Zac Freedman (Principal Investigator)
Zac is interested in the ecology and environmental significance of microorganisms in a changing world. He completed his postdoctoral training at the University of Michigan with Dr. Don Zak and his PhD at Rutgers University with Dr. Tamar Barkay. Zac is a native of Evanston, Illinois and enjoys long bike rides, discovering new music, and all things hockey. Before embarking on a career in science, Zac was a camp counselor, a hot dog vendor at Wrigley Field in Chicago and a security guard at the Gorge Amphitheater in Washington State.

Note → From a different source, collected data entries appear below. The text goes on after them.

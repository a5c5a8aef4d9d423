//! Popup controller: the two-button control panel
//!
//! Talks to the page agent of the focused tab. Every send can fail (page
//! not injected, tab gone, extension reloaded); failures revert the view to
//! the ready state with a short status message instead of propagating.

use std::time::Duration;
use tracing::{debug, warn};

use crate::config::PopupConfig;
use crate::core::messages::{Message, Response};
use crate::core::state::OverlayMode;
use crate::messaging::{MessageBus, MessagingError};

#[derive(Debug, Clone, PartialEq, Eq)]
pub struct PopupView {
    pub active: bool,
    pub status: String,
    pub activate_visible: bool,
    pub deactivate_visible: bool,
}

impl PopupView {
    fn ready(mode: OverlayMode) -> Self {
        Self {
            active: false,
            status: StatusText::for_mode(mode).ready.to_string(),
            activate_visible: true,
            deactivate_visible: false,
        }
    }
}

/// Status lines shown by the popup for one mode
struct StatusText {
    ready: &'static str,
    stages: [&'static str; 3],
    activated: &'static str,
    activate_failed: &'static str,
    deactivating: &'static str,
    deactivated: &'static str,
    deactivate_failed: &'static str,
}

impl StatusText {
    fn for_mode(mode: OverlayMode) -> &'static StatusText {
        match mode {
            OverlayMode::Dark => &DARK_STATUS,
            OverlayMode::Galactic => &GALACTIC_STATUS,
        }
    }
}

const UNREACHABLE_STATUS: &str = "Could not reach this page. Try reloading the tab.";

static DARK_STATUS: StatusText = StatusText {
    ready: "Ready to consume reality",
    stages: [
        "Initializing gravitational field...",
        "Sucking in photons...",
        "Applying dark matter transformation...",
    ],
    activated: "Reality successfully consumed!",
    activate_failed: "Error: Black hole collapsed! Please reload the tab...",
    deactivating: "Reversing spacetime...",
    deactivated: "Reality restored!",
    deactivate_failed: "Error restoring reality!",
};

static GALACTIC_STATUS: StatusText = StatusText {
    ready: "Ready for launch",
    stages: [
        "Charting the star map...",
        "Gathering stardust from the page...",
        "Opening the galactic portal...",
    ],
    activated: "Welcome to the galaxy!",
    activate_failed: "Error: Portal failed to open! Please reload the tab...",
    deactivating: "Returning to Earth...",
    deactivated: "Back on solid ground!",
    deactivate_failed: "Error closing the portal!",
};

pub struct PopupController {
    bus: MessageBus,
    mode: OverlayMode,
    stage_delay: Duration,
    view: PopupView,
    /// Every status line shown, oldest first
    history: Vec<String>,
}

impl PopupController {
    pub fn new(bus: MessageBus, mode: OverlayMode, config: &PopupConfig) -> Self {
        let view = PopupView::ready(mode);
        Self {
            bus,
            mode,
            stage_delay: Duration::from_millis(config.stage_delay_ms),
            history: vec![view.status.clone()],
            view,
        }
    }

    pub fn view(&self) -> &PopupView {
        &self.view
    }

    pub fn history(&self) -> &[String] {
        &self.history
    }

    fn text(&self) -> &'static StatusText {
        StatusText::for_mode(self.mode)
    }

    fn set_status(&mut self, status: &str) {
        self.view.status = status.to_string();
        self.history.push(status.to_string());
    }

    fn show_active(&mut self) {
        self.view.active = true;
        self.view.activate_visible = false;
        self.view.deactivate_visible = true;
    }

    fn show_inactive(&mut self) {
        self.view.active = false;
        self.view.activate_visible = true;
        self.view.deactivate_visible = false;
    }

    async fn pause(&self) {
        if !self.stage_delay.is_zero() {
            tokio::time::sleep(self.stage_delay).await;
        }
    }

    async fn send(&self, message: Message) -> Result<Response, MessagingError> {
        self.bus.send_to_active_tab(&message).await
    }

    /// Sync the view with the page agent when the popup opens
    pub async fn open(&mut self) {
        match self.send(Message::CheckState).await {
            Ok(response) if response.is_active() == Some(true) => self.show_active(),
            Ok(_) => self.show_inactive(),
            Err(e) => {
                debug!("Could not check state: {}", e);
                self.show_inactive();
                self.set_status(UNREACHABLE_STATUS);
            }
        }
    }

    pub async fn activate(&mut self) -> bool {
        let text = self.text();
        for (i, stage) in text.stages.iter().enumerate() {
            if i > 0 {
                self.pause().await;
            }
            self.set_status(stage);
        }

        match self.send(Message::activate(self.mode)).await {
            Ok(_) => {
                self.pause().await;
                self.show_active();
                self.set_status(text.activated);
                true
            }
            Err(e) => {
                warn!("Activation failed: {}", e);
                self.show_inactive();
                self.set_status(text.activate_failed);
                false
            }
        }
    }

    pub async fn deactivate(&mut self) -> bool {
        let text = self.text();
        self.set_status(text.deactivating);

        match self.send(Message::deactivate(self.mode)).await {
            Ok(_) => {
                self.pause().await;
                self.show_inactive();
                self.set_status(text.deactivated);
                true
            }
            Err(e) => {
                warn!("Deactivation failed: {}", e);
                self.show_inactive();
                self.set_status(text.deactivate_failed);
                false
            }
        }
    }

    pub async fn change_theme(&mut self, theme_id: &str) -> bool {
        match self.send(Message::ChangeGalaxy(theme_id.to_string())).await {
            Ok(_) => true,
            Err(e) => {
                warn!("Theme change failed: {}", e);
                false
            }
        }
    }

    pub async fn trigger_event(&mut self, name: &str) -> bool {
        match self.send(Message::TriggerCosmicEvent(name.to_string())).await {
            Ok(_) => true,
            Err(e) => {
                warn!("Cosmic event failed: {}", e);
                false
            }
        }
    }
}

#[cfg(test)]
mod tests {
    use super::*;
    use crate::config::Config;
    use crate::core::agent::{HostPage, PageAgent};
    use crate::extractor::ContentExtractor;
    use crate::overlay::ChannelPresenter;
    use crate::storage::MemoryStore;
    use std::sync::Arc;

    fn instant_popup(bus: &MessageBus) -> PopupController {
        PopupController::new(
            bus.clone(),
            OverlayMode::Galactic,
            &PopupConfig { stage_delay_ms: 0 },
        )
    }

    fn spawn_agent(bus: &MessageBus) -> crate::core::agent::AgentHandle {
        let config = Config::default();
        let (presenter, _rx) = ChannelPresenter::new();
        let extractor = Arc::new(ContentExtractor::new(config.extractor.clone()).unwrap());
        let page = HostPage::new("https://example.com/", "<p>hello</p>").unwrap();
        let agent = PageAgent::new(
            page,
            &config,
            Arc::new(MemoryStore::new()),
            Arc::new(presenter),
            extractor,
        );
        agent.spawn(bus, bus.open_tab())
    }

    #[tokio::test]
    async fn test_open_without_agent_stays_ready() {
        let bus = MessageBus::new();
        bus.open_tab();
        let mut popup = instant_popup(&bus);

        popup.open().await;
        let view = popup.view();
        assert!(!view.active);
        assert!(view.activate_visible);
        assert!(!view.deactivate_visible);
        assert_eq!(view.status, UNREACHABLE_STATUS);
    }

    #[tokio::test]
    async fn test_deactivate_after_page_unload_falls_back_to_ready() {
        let bus = MessageBus::new();
        let agent = spawn_agent(&bus);
        let mut popup = instant_popup(&bus);

        assert!(popup.activate().await);
        assert!(popup.view().active);

        agent.unload().await;
        assert!(!popup.deactivate().await);
        let view = popup.view();
        assert!(!view.active);
        assert!(view.activate_visible);
        assert!(!view.deactivate_visible);
        assert_eq!(view.status, GALACTIC_STATUS.deactivate_failed);

        // Reopening against the dead page keeps the ready view
        popup.open().await;
        assert!(!popup.view().active);
        assert_eq!(popup.view().status, UNREACHABLE_STATUS);
    }

    #[tokio::test]
    async fn test_activate_failure_reverts_to_ready() {
        let bus = MessageBus::new();
        let mut popup = instant_popup(&bus);

        assert!(!popup.activate().await);
        let view = popup.view();
        assert!(!view.active);
        assert!(view.activate_visible);
        assert!(!view.deactivate_visible);
        assert_eq!(view.status, GALACTIC_STATUS.activate_failed);
    }

    #[tokio::test]
    async fn test_full_toggle_cycle() {
        let bus = MessageBus::new();
        let agent = spawn_agent(&bus);
        let mut popup = instant_popup(&bus);

        popup.open().await;
        assert!(!popup.view().active);

        assert!(popup.activate().await);
        assert!(popup.view().active);
        assert!(popup.view().deactivate_visible);
        assert_eq!(
            &popup.history()[1..],
            &[
                GALACTIC_STATUS.stages[0],
                GALACTIC_STATUS.stages[1],
                GALACTIC_STATUS.stages[2],
                GALACTIC_STATUS.activated,
            ]
        );

        // A freshly opened popup picks up the agent's state
        let mut reopened = instant_popup(&bus);
        reopened.open().await;
        assert!(reopened.view().active);

        assert!(popup.change_theme("aurora").await);
        assert!(popup.trigger_event("pulsar").await);

        assert!(popup.deactivate().await);
        assert!(!popup.view().active);
        assert_eq!(popup.view().status, GALACTIC_STATUS.deactivated);

        agent.unload().await;
        assert!(!popup.deactivate().await);
        assert_eq!(popup.view().status, GALACTIC_STATUS.deactivate_failed);
    }

    #[tokio::test(start_paused = true)]
    async fn test_stage_delay_paces_status_updates() {
        let bus = MessageBus::new();
        let agent = spawn_agent(&bus);
        let mut popup = PopupController::new(
            bus.clone(),
            OverlayMode::Galactic,
            &PopupConfig { stage_delay_ms: 1000 },
        );

        let started = tokio::time::Instant::now();
        assert!(popup.activate().await);
        // Two pauses between stages, one before showing success
        assert!(started.elapsed() >= Duration::from_millis(3000));
        agent.unload().await;
    }
}
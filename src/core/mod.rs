//! Core extension logic
//!
//! Message vocabulary, activation state, the per-page agent and the
//! background service. Nothing in here renders; overlay changes go out
//! through a `Presenter`.

pub mod agent;
pub mod background;
pub mod messages;
pub mod session;
pub mod state;

pub use agent::{AgentHandle, HostPage, PageAgent, PageEvent};
pub use background::BackgroundService;
pub use messages::{Message, Response};
pub use state::{ActivationState, OverlayMode};
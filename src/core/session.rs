//! Resources that live exactly as long as the `Active` state
//!
//! An `ActiveSession` is created on activation and dropped on deactivation
//! (or page unload). Dropping it aborts every timer and effect task it
//! spawned and releases the ambient audio.

use std::future::Future;
use std::sync::Arc;
use std::time::Duration;
use tokio::time::Instant;
use tokio::task::AbortHandle;
use tracing::debug;

use crate::config::EffectsConfig;
use crate::core::state::OverlayMode;
use crate::overlay::{Effect, EffectPhase, OverlayEvent, Presenter};

/// Owned set of spawned tasks, aborted together on drop
#[derive(Default)]
pub struct TaskSet {
    handles: Vec<AbortHandle>,
}

impl TaskSet {
    pub fn new() -> Self {
        Self::default()
    }

    pub fn spawn<F>(&mut self, task: F)
    where
        F: Future<Output = ()> + Send + 'static,
    {
        self.handles.retain(|h| !h.is_finished());
        let handle = tokio::spawn(task);
        self.handles.push(handle.abort_handle());
    }

    /// Tasks that have not finished yet
    pub fn live(&self) -> usize {
        self.handles.iter().filter(|h| !h.is_finished()).count()
    }

    pub fn abort_all(&mut self) {
        for handle in self.handles.drain(..) {
            handle.abort();
        }
    }
}

impl Drop for TaskSet {
    fn drop(&mut self) {
        self.abort_all();
    }
}

/// Fires each scroll threshold at most once
#[derive(Debug, Clone)]
pub struct MilestoneTracker {
    thresholds: Vec<u8>,
    reached: Vec<u8>,
}

impl MilestoneTracker {
    pub fn new(thresholds: &[u8]) -> Self {
        let mut thresholds = thresholds.to_vec();
        thresholds.sort_unstable();
        thresholds.dedup();
        Self {
            thresholds,
            reached: Vec::new(),
        }
    }

    /// Thresholds newly crossed by `percent`, lowest first
    pub fn update(&mut self, percent: u8) -> Vec<u8> {
        let crossed: Vec<u8> = self
            .thresholds
            .iter()
            .copied()
            .filter(|t| percent >= *t && !self.reached.contains(t))
            .collect();
        self.reached.extend(&crossed);
        crossed
    }

    pub fn reached(&self) -> &[u8] {
        &self.reached
    }
}

/// Percentage of the content pane scrolled, 0-100
pub fn scroll_percent(scroll_top: f64, scroll_height: f64, client_height: f64) -> u8 {
    let scrollable = scroll_height - client_height;
    if scrollable <= 0.0 {
        return 100;
    }
    let percent = (scroll_top / scrollable * 100.0).round();
    percent.clamp(0.0, 100.0) as u8
}

pub struct ActiveSession {
    started: Instant,
    milestones: MilestoneTracker,
    last_progress: Option<u8>,
    effect_duration: Duration,
    presenter: Arc<dyn Presenter>,
    tasks: TaskSet,
    #[cfg(feature = "sound")]
    _audio: Option<crate::sound::AmbientHum>,
}

impl ActiveSession {
    /// Start the timers for `mode`. Must be called inside a tokio runtime.
    pub fn start(mode: OverlayMode, effects: &EffectsConfig, presenter: Arc<dyn Presenter>) -> Self {
        let mut session = Self {
            started: Instant::now(),
            milestones: MilestoneTracker::new(&effects.milestones),
            last_progress: None,
            effect_duration: Duration::from_millis(effects.cosmic_event_duration_ms),
            presenter,
            tasks: TaskSet::new(),
            #[cfg(feature = "sound")]
            _audio: None,
        };

        match mode {
            OverlayMode::Dark => {
                session.fire_effect(
                    Effect::SuckIn,
                    Duration::from_millis(effects.suck_in_duration_ms),
                );
            }
            OverlayMode::Galactic => {
                session.every(effects.twinkle_interval_ms, |_| OverlayEvent::Twinkle);
                session.every(effects.shooting_star_interval_ms, |_| OverlayEvent::ShootingStar);
                session.every(effects.stopwatch_tick_ms, OverlayEvent::ReadingTime);

                #[cfg(feature = "sound")]
                session.start_audio(effects);
            }
        }

        session
    }

    #[cfg(feature = "sound")]
    fn start_audio(&mut self, effects: &EffectsConfig) {
        if !effects.ambient_audio {
            return;
        }
        self._audio = match crate::sound::AmbientHum::start(effects.ambient_volume) {
            Ok(hum) => Some(hum),
            Err(e) => {
                tracing::warn!("Could not start ambient audio: {}", e);
                None
            }
        };
    }

    /// Present an event every `period_ms` (0 disables). The closure gets the
    /// time since activation.
    fn every<F>(&mut self, period_ms: u64, make_event: F)
    where
        F: Fn(Duration) -> OverlayEvent + Send + 'static,
    {
        if period_ms == 0 {
            return;
        }
        let presenter = Arc::clone(&self.presenter);
        let started = self.started;
        self.tasks.spawn(async move {
            let mut interval = tokio::time::interval(Duration::from_millis(period_ms));
            // First tick completes immediately
            interval.tick().await;
            loop {
                interval.tick().await;
                presenter.present(make_event(started.elapsed()));
            }
        });
    }

    /// One-shot effect that ends itself after `duration`
    pub fn fire_effect(&mut self, effect: Effect, duration: Duration) {
        let presenter = Arc::clone(&self.presenter);
        self.tasks.spawn(async move {
            presenter.present(OverlayEvent::Effect {
                effect,
                phase: EffectPhase::Started,
            });
            tokio::time::sleep(duration).await;
            presenter.present(OverlayEvent::Effect {
                effect,
                phase: EffectPhase::Finished,
            });
        });
    }

    pub fn fire_cosmic_event(&mut self, effect: Effect) {
        self.fire_effect(effect, self.effect_duration);
    }

    /// Record a scroll position; presents progress and any new milestones
    pub fn scrolled(&mut self, percent: u8) {
        if self.last_progress != Some(percent) {
            self.last_progress = Some(percent);
            self.presenter.present(OverlayEvent::Progress(percent));
        }
        for milestone in self.milestones.update(percent) {
            debug!("Reading milestone {}% reached", milestone);
            self.fire_effect(Effect::Milestone(milestone), self.effect_duration);
        }
    }

    pub fn reading_time(&self) -> Duration {
        self.started.elapsed()
    }

    pub fn progress(&self) -> Option<u8> {
        self.last_progress
    }

    pub fn live_tasks(&self) -> usize {
        self.tasks.live()
    }
}

#[cfg(test)]
mod tests {
    use super::*;
    use crate::overlay::{drain, ChannelPresenter};
    use tokio::sync::mpsc;

    #[test]
    fn test_milestones_fire_once_per_threshold() {
        let mut tracker = MilestoneTracker::new(&[25, 50, 75, 100]);
        assert!(tracker.update(10).is_empty());
        assert_eq!(tracker.update(30), vec![25]);
        // Still inside the same band
        assert!(tracker.update(31).is_empty());
        assert!(tracker.update(45).is_empty());
        // Scrolling back up and down again does not re-fire
        assert!(tracker.update(5).is_empty());
        assert!(tracker.update(30).is_empty());
        // A jump crosses several thresholds at once
        assert_eq!(tracker.update(100), vec![50, 75, 100]);
        assert!(tracker.update(100).is_empty());
        assert_eq!(tracker.reached(), &[25, 50, 75, 100]);
    }

    #[test]
    fn test_milestone_thresholds_are_normalized() {
        let mut tracker = MilestoneTracker::new(&[75, 25, 25]);
        assert_eq!(tracker.update(80), vec![25, 75]);
    }

    #[test]
    fn test_scroll_percent() {
        assert_eq!(scroll_percent(0.0, 2000.0, 1000.0), 0);
        assert_eq!(scroll_percent(500.0, 2000.0, 1000.0), 50);
        assert_eq!(scroll_percent(1000.0, 2000.0, 1000.0), 100);
        // Overscroll and negative positions are clamped
        assert_eq!(scroll_percent(1200.0, 2000.0, 1000.0), 100);
        assert_eq!(scroll_percent(-40.0, 2000.0, 1000.0), 0);
        // Nothing to scroll means everything is visible
        assert_eq!(scroll_percent(0.0, 800.0, 1000.0), 100);
    }

    #[tokio::test]
    async fn test_task_set_aborts_on_drop() {
        let (tx, mut rx) = mpsc::channel::<()>(1);
        let mut tasks = TaskSet::new();
        tasks.spawn(async move {
            let _tx = tx;
            std::future::pending::<()>().await;
        });
        assert_eq!(tasks.live(), 1);

        drop(tasks);
        // The aborted task dropped its sender
        assert!(rx.recv().await.is_none());
    }

    #[tokio::test(start_paused = true)]
    async fn test_galactic_session_ticks_until_dropped() {
        let (presenter, mut rx) = ChannelPresenter::new();
        let effects = EffectsConfig {
            twinkle_interval_ms: 100,
            shooting_star_interval_ms: 0,
            stopwatch_tick_ms: 0,
            ..EffectsConfig::default()
        };
        let session = ActiveSession::start(OverlayMode::Galactic, &effects, Arc::new(presenter));
        assert_eq!(session.live_tasks(), 1);

        tokio::time::sleep(Duration::from_millis(350)).await;
        let events = drain(&mut rx);
        assert_eq!(
            events.iter().filter(|e| **e == OverlayEvent::Twinkle).count(),
            3
        );

        drop(session);
        tokio::time::sleep(Duration::from_millis(500)).await;
        assert!(drain(&mut rx).is_empty());
    }

    #[tokio::test(start_paused = true)]
    async fn test_dark_session_suck_in_cleans_itself_up() {
        let (presenter, mut rx) = ChannelPresenter::new();
        let session =
            ActiveSession::start(OverlayMode::Dark, &EffectsConfig::default(), Arc::new(presenter));

        tokio::time::sleep(Duration::from_millis(3100)).await;
        let events = drain(&mut rx);
        assert_eq!(
            events,
            vec![
                OverlayEvent::Effect {
                    effect: Effect::SuckIn,
                    phase: EffectPhase::Started
                },
                OverlayEvent::Effect {
                    effect: Effect::SuckIn,
                    phase: EffectPhase::Finished
                },
            ]
        );
        assert_eq!(session.live_tasks(), 0);
    }

    #[tokio::test(start_paused = true)]
    async fn test_scrolled_presents_progress_and_milestones() {
        let (presenter, mut rx) = ChannelPresenter::new();
        let effects = EffectsConfig {
            twinkle_interval_ms: 0,
            shooting_star_interval_ms: 0,
            stopwatch_tick_ms: 0,
            ..EffectsConfig::default()
        };
        let mut session =
            ActiveSession::start(OverlayMode::Galactic, &effects, Arc::new(presenter));

        session.scrolled(30);
        session.scrolled(30);
        session.scrolled(40);
        tokio::time::sleep(Duration::from_millis(10)).await;

        let events = drain(&mut rx);
        let milestones: Vec<_> = events
            .iter()
            .filter(|e| {
                matches!(
                    e,
                    OverlayEvent::Effect {
                        effect: Effect::Milestone(_),
                        phase: EffectPhase::Started
                    }
                )
            })
            .collect();
        assert_eq!(milestones.len(), 1);
        assert!(events.contains(&OverlayEvent::Progress(30)));
        assert!(events.contains(&OverlayEvent::Progress(40)));
        // Duplicate position is not re-presented
        assert_eq!(
            events.iter().filter(|e| **e == OverlayEvent::Progress(30)).count(),
            1
        );
        assert_eq!(session.progress(), Some(40));
    }
}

Grace Cagle (Postdoctoral Fellow)
Grace is interested in understanding what factors shape microbiomes to better predict how environmental changes will affect microbial functions. In the Freedman lab, she will be using pitcher plants as a model system to study microbial community assembly and biogeography. Before joining the lab, she earned her PhD at Louisiana State University and was an NSF EAPSI fellow at the Northeast Institute of Geography and Agroecology, Chinese Academy of Sciences. Grace’s interest in microbial ecology developed as an undergraduate while working on a wetland restoration project with poor soils. She enjoys tropical climates, music, good food, and spending time with her husband and two dogs.
Annalise Keaton (Research Specialist)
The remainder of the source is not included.